Listed entries Block Start

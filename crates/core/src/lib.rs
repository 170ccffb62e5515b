//! Core game logic - pure, deterministic, and testable
//!
//! This crate contains the rules of the falling-block game and nothing else.
//! It has **no dependencies** on terminal I/O, timers or global state:
//!
//! - **Deterministic**: a seeded [`RandomSource`] replays the same piece sequence
//! - **Clock-free**: gravity is advanced with elapsed milliseconds supplied by the caller
//! - **Infallible**: illegal moves and commands outside the Falling phase are silently ignored
//!
//! # Module Structure
//!
//! - [`playfield`]: 10x20 grid of locked cells
//! - [`shape`]: N×N bounding matrices and pure quarter-turn rotation
//! - [`tetromino`]: piece templates, the active piece, and the factory
//! - [`rng`]: injectable piece sources (seeded random, fixed sequence)
//! - [`collision`]: placement legality against walls, floor and locked cells
//! - [`gravity`]: the cancelable repeating gravity trigger
//! - [`session`]: the state machine tying everything together
//! - [`snapshot`]: read-only copies of session state for renderers
//!
//! # Game Rules
//!
//! - Pieces are drawn uniformly at random from the seven kinds
//! - Rotation has no wall kicks: a rotation that does not fit is discarded
//! - A piece that cannot fall further locks immediately (no lock delay)
//! - Locking with any cell on row 0 or above ends the game
//! - Completed rows stay on the field
//!
//! # Example
//!
//! ```
//! use blockfall_core::{GameSession, SequenceSource};
//! use blockfall_types::{GameCommand, GamePhase, PieceKind};
//!
//! let mut game = GameSession::new(SequenceSource::new([PieceKind::O]));
//! game.start();
//!
//! game.apply_command(GameCommand::MoveRight);
//! game.apply_command(GameCommand::HardDrop);
//!
//! assert_eq!(game.phase(), GamePhase::Falling);
//! assert_eq!(game.pieces_locked(), 1);
//! assert_eq!(game.playfield().occupied_count(), 4);
//! ```
//!
//! # Timing
//!
//! Call [`GameSession::advance`](session::GameSession::advance) with the time
//! elapsed since the previous call; every due gravity step (500ms by default)
//! is applied before it returns.

pub mod collision;
pub mod gravity;
pub mod playfield;
pub mod rng;
pub mod session;
pub mod shape;
pub mod snapshot;
pub mod tetromino;

pub use blockfall_types as types;

// Re-export commonly used types for convenience
pub use collision::is_valid_position;
pub use gravity::{GravityScheduler, TimerHandle};
pub use playfield::Playfield;
pub use rng::{PieceSource, RandomSource, SequenceSource};
pub use session::{GameSession, TOP_OUT_ROW};
pub use shape::{rotate, ShapeMatrix};
pub use snapshot::{ActiveSnapshot, GameSnapshot};
pub use tetromino::{spawn_anchor, template_shape, Tetromino, TetrominoFactory};
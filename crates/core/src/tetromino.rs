//! Tetromino module - piece templates, the active piece, and the factory
//!
//! Each of the seven kinds has a fixed bounding matrix, color and spawn anchor.
//! The I piece spawns one row above the field at (3, -1) in a 4×4 matrix; the
//! other six spawn at (4, 0) in a 3×3 matrix.

use arrayvec::ArrayVec;

use crate::rng::PieceSource;
use crate::shape::ShapeMatrix;
use crate::types::{Color, PieceKind, RotationDirection, MAX_SHAPE_SIZE};

/// Upper bound on occupied cells of any bounding matrix
pub const MAX_CELLS: usize = MAX_SHAPE_SIZE * MAX_SHAPE_SIZE;

/// Absolute (x, y) cells of a piece
pub type PieceCells = ArrayVec<(i16, i16), MAX_CELLS>;

const I_SHAPE: ShapeMatrix =
    ShapeMatrix::from_bits(4, [[0, 0, 0, 0], [1, 1, 1, 1], [0, 0, 0, 0], [0, 0, 0, 0]]);
const J_SHAPE: ShapeMatrix =
    ShapeMatrix::from_bits(3, [[1, 0, 0, 0], [1, 1, 1, 0], [0, 0, 0, 0], [0, 0, 0, 0]]);
const L_SHAPE: ShapeMatrix =
    ShapeMatrix::from_bits(3, [[0, 0, 1, 0], [1, 1, 1, 0], [0, 0, 0, 0], [0, 0, 0, 0]]);
const T_SHAPE: ShapeMatrix =
    ShapeMatrix::from_bits(3, [[0, 1, 0, 0], [1, 1, 1, 0], [0, 0, 0, 0], [0, 0, 0, 0]]);
const S_SHAPE: ShapeMatrix =
    ShapeMatrix::from_bits(3, [[0, 1, 0, 0], [0, 1, 1, 0], [0, 0, 1, 0], [0, 0, 0, 0]]);
const Z_SHAPE: ShapeMatrix =
    ShapeMatrix::from_bits(3, [[0, 1, 0, 0], [1, 1, 0, 0], [1, 0, 0, 0], [0, 0, 0, 0]]);
const O_SHAPE: ShapeMatrix =
    ShapeMatrix::from_bits(3, [[0, 1, 1, 0], [0, 1, 1, 0], [0, 0, 0, 0], [0, 0, 0, 0]]);

/// Canonical spawn matrix for a piece kind
pub fn template_shape(kind: PieceKind) -> ShapeMatrix {
    match kind {
        PieceKind::I => I_SHAPE,
        PieceKind::J => J_SHAPE,
        PieceKind::L => L_SHAPE,
        PieceKind::T => T_SHAPE,
        PieceKind::S => S_SHAPE,
        PieceKind::Z => Z_SHAPE,
        PieceKind::O => O_SHAPE,
    }
}

/// Spawn anchor (x, y) of the matrix's top-left corner
pub fn spawn_anchor(kind: PieceKind) -> (i8, i8) {
    match kind {
        PieceKind::I => (3, -1),
        _ => (4, 0),
    }
}

/// Active falling piece
#[derive(Debug, Clone, Copy, PartialEq, Eq, Hash)]
pub struct Tetromino {
    pub kind: PieceKind,
    pub shape: ShapeMatrix,
    pub color: Color,
    pub x: i8,
    pub y: i8,
}

impl Tetromino {
    /// Create a piece of `kind` at its spawn anchor.
    ///
    /// The shape is copied out of the template table, so rotating one piece
    /// can never affect another.
    pub fn spawn(kind: PieceKind) -> Self {
        let (x, y) = spawn_anchor(kind);
        Self {
            kind,
            shape: template_shape(kind),
            color: kind.color(),
            x,
            y,
        }
    }

    /// Same piece moved to an explicit anchor
    pub fn at(self, x: i8, y: i8) -> Self {
        Self { x, y, ..self }
    }

    pub fn name(&self) -> &'static str {
        self.kind.name()
    }

    /// Absolute cells of the piece at its current anchor
    pub fn cells(&self) -> PieceCells {
        self.cells_offset(0, 0)
    }

    /// Absolute cells the piece would cover after moving by (dx, dy)
    pub fn cells_offset(&self, dx: i8, dy: i8) -> PieceCells {
        let base_x = self.x as i16 + dx as i16;
        let base_y = self.y as i16 + dy as i16;
        self.shape
            .occupied()
            .map(|(row, col)| (base_x + col as i16, base_y + row as i16))
            .collect()
    }

    /// Same piece with its shape rotated in place; validity is not checked
    pub fn rotated(&self, direction: RotationDirection) -> Self {
        Self {
            shape: self.shape.rotated(direction),
            ..*self
        }
    }
}

/// Produces fresh pieces from an injectable source of kinds.
#[derive(Debug, Clone)]
pub struct TetrominoFactory<S> {
    source: S,
}

impl<S: PieceSource> TetrominoFactory<S> {
    pub fn new(source: S) -> Self {
        Self { source }
    }

    /// Next piece at its spawn anchor
    pub fn create(&mut self) -> Tetromino {
        Tetromino::spawn(self.source.next_kind())
    }

    pub fn source(&self) -> &S {
        &self.source
    }
}
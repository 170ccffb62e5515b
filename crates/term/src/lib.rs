//! Terminal presentation for blockfall.
//!
//! `view` turns a core snapshot into a [`Frame`] without touching the
//! terminal; `renderer` flushes frames to stdout through crossterm, writing
//! only what changed.

pub mod frame;
pub mod renderer;
pub mod view;

pub use blockfall_core as core;
pub use blockfall_types as types;

pub use frame::{Frame, Glyph, Rgb, Style};
pub use renderer::{changed_spans, encode_frame, TerminalRenderer};
pub use view::{color_rgb, GameView, Layout, Viewport};
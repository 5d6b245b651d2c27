use std::net::SocketAddr;
use std::path::PathBuf;

use anyhow::Context;
use chrono::Utc;
use clap::{Args, Parser, Subcommand};
use tracing::info;

mod aggregate;
mod api;
mod config;
mod dataset;
mod error;
mod interventions;
mod models;
mod report;
mod risk;

use aggregate::{Aggregator, DEFAULT_THRESHOLD};
use config::{ServiceConfig, DEFAULT_DATASET_PATH, DEFAULT_METRICS_PATH};

#[derive(Parser)]
#[command(name = "early-warning")]
#[command(about = "Student dropout early warning service", long_about = None)]
struct Cli {
    #[command(subcommand)]
    command: Commands,
}

#[derive(Args)]
struct DatasetArgs {
    /// Student dataset, JSON or CSV
    #[arg(long, env = "EARLY_WARNING_DATASET", default_value = DEFAULT_DATASET_PATH)]
    dataset: PathBuf,
}

#[derive(Subcommand)]
enum Commands {
    /// Serve the early warning API
    Serve {
        #[command(flatten)]
        data: DatasetArgs,
        /// Model metrics side file returned by /model/metrics
        #[arg(long, env = "EARLY_WARNING_METRICS", default_value = DEFAULT_METRICS_PATH)]
        metrics: PathBuf,
        #[arg(long, env = "EARLY_WARNING_LISTEN", default_value = "127.0.0.1:3000")]
        listen: SocketAddr,
    },
    /// Print the students at or above a risk threshold
    Score {
        #[command(flatten)]
        data: DatasetArgs,
        #[arg(long, default_value_t = DEFAULT_THRESHOLD)]
        threshold: i64,
        #[arg(long, default_value_t = 10)]
        limit: usize,
    },
    /// Generate a markdown report
    Report {
        #[command(flatten)]
        data: DatasetArgs,
        #[arg(long, default_value_t = DEFAULT_THRESHOLD)]
        threshold: i64,
        #[arg(long, default_value = "report.md")]
        out: PathBuf,
    },
}

fn load_aggregator(data: &DatasetArgs) -> Aggregator {
    let records = dataset::load_or_fallback(&data.dataset);
    Aggregator::derive(records, &mut rand::thread_rng())
}

#[tokio::main]
async fn main() -> anyhow::Result<()> {
    tracing_subscriber::fmt()
        .with_env_filter(
            std::env::var("RUST_LOG")
                .unwrap_or_else(|_| "dropout_early_warning=info,tower_http=info".to_string()),
        )
        .init();

    let cli = Cli::parse();

    match cli.command {
        Commands::Serve {
            data,
            metrics,
            listen,
        } => {
            let config = ServiceConfig {
                dataset_path: data.dataset,
                metrics_path: metrics,
            };
            let state = api::AppState::bootstrap(&config);
            let app = api::build_router(state);

            let listener = tokio::net::TcpListener::bind(listen)
                .await
                .with_context(|| format!("failed to bind {listen}"))?;
            info!("early warning API listening on {}", listener.local_addr()?);
            axum::serve(listener, app).await?;
        }
        Commands::Score {
            data,
            threshold,
            limit,
        } => {
            let aggregator = load_aggregator(&data);
            let students = aggregator.list_at_risk(threshold);

            if students.is_empty() {
                println!("No students at or above {threshold}%.");
                return Ok(());
            }

            println!("Top students by dropout risk:");
            for student in students.iter().take(limit) {
                println!(
                    "- {} ({}) {} risk at {}%: {}",
                    student.id,
                    student.district,
                    student.risk,
                    student.probability,
                    student.reasons.join("; ")
                );
            }
        }
        Commands::Report {
            data,
            threshold,
            out,
        } => {
            let aggregator = load_aggregator(&data);
            let report = report::build_report(&aggregator, threshold, Utc::now().date_naive());
            std::fs::write(&out, report)
                .with_context(|| format!("failed to write {}", out.display()))?;
            println!("Report written to {}.", out.display());
        }
    }

    Ok(())
}
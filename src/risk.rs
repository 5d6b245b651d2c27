use std::collections::HashMap;
use std::ops::RangeInclusive;

use rand::Rng;

use crate::models::{RiskAssessment, RiskTier, SocioEconomicStatus, StudentRecord};

const GOOD_STANDING: &str = "Good attendance and academic performance";

const HIGH_RECOMMENDATIONS: [&str; 4] = [
    "Immediate parent-teacher meeting",
    "Provide transport support",
    "Enroll in remedial classes",
    "Connect with community volunteers",
];
const MODERATE_RECOMMENDATIONS: [&str; 2] = ["Monitor closely", "Provide academic support"];
const LOW_RECOMMENDATIONS: [&str; 1] = ["Continue regular monitoring"];

pub fn derive<R: Rng>(record: &StudentRecord, rng: &mut R) -> RiskAssessment {
    let tier = record.dropout_risk;
    RiskAssessment {
        tier,
        probability: rng.gen_range(probability_band(tier)),
        reasons: risk_reasons(record),
        recommendations: recommendations(tier)
            .iter()
            .map(|item| item.to_string())
            .collect(),
    }
}

/// Derives every record once, keyed by student id. The first record wins
/// when an id repeats.
pub fn assess_all<R: Rng>(
    records: &[StudentRecord],
    rng: &mut R,
) -> HashMap<String, RiskAssessment> {
    let mut assessments = HashMap::with_capacity(records.len());
    for record in records {
        if assessments.contains_key(&record.student_id) {
            continue;
        }
        assessments.insert(record.student_id.clone(), derive(record, rng));
    }
    assessments
}

pub fn probability_band(tier: RiskTier) -> RangeInclusive<u8> {
    match tier {
        RiskTier::High => 75..=95,
        RiskTier::Moderate => 45..=70,
        RiskTier::Low => 5..=30,
    }
}

pub fn recommendations(tier: RiskTier) -> &'static [&'static str] {
    match tier {
        RiskTier::High => &HIGH_RECOMMENDATIONS,
        RiskTier::Moderate => &MODERATE_RECOMMENDATIONS,
        RiskTier::Low => &LOW_RECOMMENDATIONS,
    }
}

pub fn risk_reasons(record: &StudentRecord) -> Vec<String> {
    let mut reasons = Vec::new();
    let high = record.dropout_risk == RiskTier::High;

    match record.attendance_rate {
        Some(rate) if rate < 60.0 => reasons.push(format!("Low attendance ({rate}%)")),
        Some(rate) if rate < 75.0 => reasons.push(format!("Moderate attendance ({rate}%)")),
        _ => {}
    }

    match record.exam_score {
        Some(score) if score < 45.0 => {
            reasons.push(format!("Below-average exam scores ({score})"))
        }
        Some(score) if score < 65.0 => reasons.push(format!("Average exam scores ({score})")),
        _ => {}
    }

    if record.socio_economic_status == SocioEconomicStatus::Low {
        reasons.push("Low socio-economic status".to_string());
    }

    if !record.transport_allowance_used {
        reasons.push("Transport allowance not utilized".to_string());
    }

    if record.migration_indicator {
        reasons.push("Seasonal migrant family".to_string());
    }

    if let Some(failures) = record.previous_grade_failures.filter(|count| *count > 0) {
        reasons.push(format!("{failures} previous failure(s)"));
    }

    // Demographic factors are reported for high-tier students only.
    if high && record.gender == "Female" {
        reasons.push("Female student (higher dropout risk)".to_string());
    }

    if high && matches!(record.social_category.as_str(), "SC" | "ST") {
        reasons.push(format!("Belongs to {} category", record.social_category));
    }

    if reasons.is_empty() {
        reasons.push(GOOD_STANDING.to_string());
    }

    reasons
}
use std::fmt::Write;

use chrono::NaiveDate;

use crate::aggregate::Aggregator;

pub fn build_report(aggregator: &Aggregator, threshold: i64, generated_on: NaiveDate) -> String {
    let distribution = aggregator.risk_distribution();
    let at_risk = aggregator.list_at_risk(threshold);

    let mut output = String::new();

    let _ = writeln!(output, "# Dropout Early Warning Report");
    let _ = writeln!(
        output,
        "Generated on {} for {} students (threshold {}%)",
        generated_on,
        aggregator.len(),
        threshold
    );
    let _ = writeln!(output);
    let _ = writeln!(output, "## Risk Mix");

    if aggregator.is_empty() {
        let _ = writeln!(output, "No students loaded.");
    } else {
        let _ = writeln!(output, "- High: {}", distribution.high_risk);
        let _ = writeln!(output, "- Moderate: {}", distribution.moderate_risk);
        let _ = writeln!(output, "- Low: {}", distribution.low_risk);
    }

    let _ = writeln!(output);
    let _ = writeln!(output, "## Districts");

    let districts = aggregator.districts();
    if districts.is_empty() {
        let _ = writeln!(output, "No districts recorded.");
    } else {
        for district in districts.iter() {
            if let Ok(stats) = aggregator.district_stats(district) {
                let _ = writeln!(
                    output,
                    "- {}: {} students ({} high, {} moderate, {} low), avg attendance {}%, avg risk {:.1}%",
                    stats.district,
                    stats.total_students,
                    stats.high_risk,
                    stats.moderate_risk,
                    stats.low_risk,
                    stats.average_attendance,
                    stats.average_risk_probability
                );
            }
        }
    }

    let _ = writeln!(output);
    let _ = writeln!(output, "## Highest Risk Students");

    if at_risk.is_empty() {
        let _ = writeln!(output, "No students at or above the threshold.");
    } else {
        for student in at_risk.iter().take(10) {
            let _ = writeln!(
                output,
                "- {} ({}, grade {}) {} risk at {}%: {}",
                student.id,
                student.district,
                student
                    .grade
                    .map(|grade| grade.to_string())
                    .unwrap_or_else(|| "n/a".to_string()),
                student.risk,
                student.probability,
                student.reasons.join("; ")
            );
        }
    }

    output
}
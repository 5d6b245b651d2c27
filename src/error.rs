use std::path::PathBuf;

use thiserror::Error;

#[derive(Debug, Error)]
pub enum AppError {
    #[error("{0}")]
    NotFound(String),
    #[error("{0}")]
    BadInput(String),
    #[error("{path} unavailable: {reason}")]
    UpstreamUnavailable { path: PathBuf, reason: String },
}

impl AppError {
    pub fn not_found(message: impl Into<String>) -> Self {
        Self::NotFound(message.into())
    }

    pub fn bad_input(message: impl Into<String>) -> Self {
        Self::BadInput(message.into())
    }

    pub fn upstream(path: impl Into<PathBuf>, reason: impl ToString) -> Self {
        Self::UpstreamUnavailable {
            path: path.into(),
            reason: reason.to_string(),
        }
    }
}
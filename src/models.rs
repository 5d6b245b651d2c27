use std::fmt;

use chrono::{DateTime, Utc};
use serde::{Deserialize, Serialize};

#[derive(Debug, Clone, Copy, PartialEq, Eq, Hash, Serialize, Deserialize)]
pub enum RiskTier {
    #[serde(alias = "high", alias = "HIGH")]
    High,
    #[serde(alias = "moderate", alias = "MODERATE")]
    Moderate,
    #[serde(alias = "low", alias = "LOW")]
    Low,
}

impl RiskTier {
    pub fn as_str(self) -> &'static str {
        match self {
            RiskTier::High => "High",
            RiskTier::Moderate => "Moderate",
            RiskTier::Low => "Low",
        }
    }
}

impl fmt::Display for RiskTier {
    fn fmt(&self, f: &mut fmt::Formatter<'_>) -> fmt::Result {
        f.write_str(self.as_str())
    }
}

#[derive(Debug, Clone, Copy, PartialEq, Eq, Default, Serialize, Deserialize)]
pub enum SocioEconomicStatus {
    #[serde(alias = "low", alias = "LOW")]
    Low,
    #[serde(alias = "medium", alias = "MEDIUM")]
    Medium,
    #[serde(alias = "high", alias = "HIGH")]
    High,
    #[default]
    #[serde(other)]
    Unknown,
}

/// One row of the student dataset. The tier is the pre-labelled
/// `dropout_risk`, never recomputed from the features.
#[derive(Debug, Clone, Serialize, Deserialize)]
pub struct StudentRecord {
    #[serde(alias = "id")]
    pub student_id: String,
    #[serde(default)]
    pub district: String,
    #[serde(default)]
    pub grade: Option<u32>,
    #[serde(default)]
    pub attendance_rate: Option<f64>,
    #[serde(default)]
    pub exam_score: Option<f64>,
    #[serde(default)]
    pub socio_economic_status: SocioEconomicStatus,
    #[serde(default)]
    pub transport_allowance_used: bool,
    #[serde(default)]
    pub migration_indicator: bool,
    #[serde(default)]
    pub previous_grade_failures: Option<u32>,
    #[serde(default)]
    pub gender: String,
    #[serde(default)]
    pub social_category: String,
    pub dropout_risk: RiskTier,
}

#[derive(Debug, Clone, PartialEq)]
pub struct RiskAssessment {
    pub tier: RiskTier,
    pub probability: u8,
    pub reasons: Vec<String>,
    pub recommendations: Vec<String>,
}

/// Assessment merged with the identifying fields of its record.
#[derive(Debug, Clone, Serialize)]
#[serde(rename_all = "camelCase")]
pub struct StudentRisk {
    pub student_id: String,
    pub risk: RiskTier,
    pub probability: u8,
    pub district: String,
    pub grade: Option<u32>,
    pub reasons: Vec<String>,
    pub recommendations: Vec<String>,
}

#[derive(Debug, Clone, Serialize)]
pub struct AtRiskStudent {
    pub id: String,
    pub name: String,
    pub district: String,
    pub grade: Option<u32>,
    pub risk: RiskTier,
    pub probability: u8,
    pub reasons: Vec<String>,
}

#[derive(Debug, Clone, Serialize)]
#[serde(rename_all = "camelCase")]
pub struct DistrictStats {
    pub district: String,
    pub total_students: usize,
    pub high_risk: usize,
    pub moderate_risk: usize,
    pub low_risk: usize,
    pub average_risk_probability: f64,
    pub average_attendance: u32,
    pub interventions_active: usize,
}

#[derive(Debug, Clone, Copy, Default, PartialEq, Eq, Serialize)]
pub struct RiskDistribution {
    pub high_risk: usize,
    pub moderate_risk: usize,
    pub low_risk: usize,
}

#[derive(Debug, Clone, Serialize)]
#[serde(rename_all = "camelCase")]
pub struct Intervention {
    pub id: u64,
    pub student_id: String,
    pub action: String,
    pub actioned_by: String,
    pub timestamp: DateTime<Utc>,
    pub status: &'static str,
    #[serde(skip_serializing_if = "Option::is_none")]
    pub district: Option<String>,
    #[serde(skip_serializing_if = "Option::is_none")]
    pub risk_probability: Option<u8>,
}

Listed entries Block End

## Work to complete
For the listing above, print only the lines starting at the line containing "pub struct StudentRecord" and ending at the line containing "pub status: &'static", exactly, both included.

## Response to the task
pub struct StudentRecord {
    #[serde(alias = "id")]
    pub student_id: String,
    #[serde(default)]
    pub district: String,
    #[serde(default)]
    pub grade: Option<u32>,
    #[serde(default)]
    pub attendance_rate: Option<f64>,
    #[serde(default)]
    pub exam_score: Option<f64>,
    #[serde(default)]
    pub socio_economic_status: SocioEconomicStatus,
    #[serde(default)]
    pub transport_allowance_used: bool,
    #[serde(default)]
    pub migration_indicator: bool,
    #[serde(default)]
    pub previous_grade_failures: Option<u32>,
    #[serde(default)]
    pub gender: String,
    #[serde(default)]
    pub social_category: String,
    pub dropout_risk: RiskTier,
}

#[derive(Debug, Clone, PartialEq)]
pub struct RiskAssessment {
    pub tier: RiskTier,
    pub probability: u8,
    pub reasons: Vec<String>,
    pub recommendations: Vec<String>,
}

/// Assessment merged with the identifying fields of its record.
#[derive(Debug, Clone, Serialize)]
#[serde(rename_all = "camelCase")]
pub struct StudentRisk {
    pub student_id: String,
    pub risk: RiskTier,
    pub probability: u8,
    pub district: String,
    pub grade: Option<u32>,
    pub reasons: Vec<String>,
    pub recommendations: Vec<String>,
}

#[derive(Debug, Clone, Serialize)]
pub struct AtRiskStudent {
    pub id: String,
    pub name: String,
    pub district: String,
    pub grade: Option<u32>,
    pub risk: RiskTier,
    pub probability: u8,
    pub reasons: Vec<String>,
}

#[derive(Debug, Clone, Serialize)]
#[serde(rename_all = "camelCase")]
pub struct DistrictStats {
    pub district: String,
    pub total_students: usize,
    pub high_risk: usize,
    pub moderate_risk: usize,
    pub low_risk: usize,
    pub average_risk_probability: f64,
    pub average_attendance: u32,
    pub interventions_active: usize,
}

#[derive(Debug, Clone, Copy, Default, PartialEq, Eq, Serialize)]
pub struct RiskDistribution {
    pub high_risk: usize,
    pub moderate_risk: usize,
    pub low_risk: usize,
}

#[derive(Debug, Clone, Serialize)]
#[serde(rename_all = "camelCase")]
pub struct Intervention {
    pub id: u64,
    pub student_id: String,
    pub action: String,
    pub actioned_by: String,
    pub timestamp: DateTime<Utc>,
    pub status: &'static str,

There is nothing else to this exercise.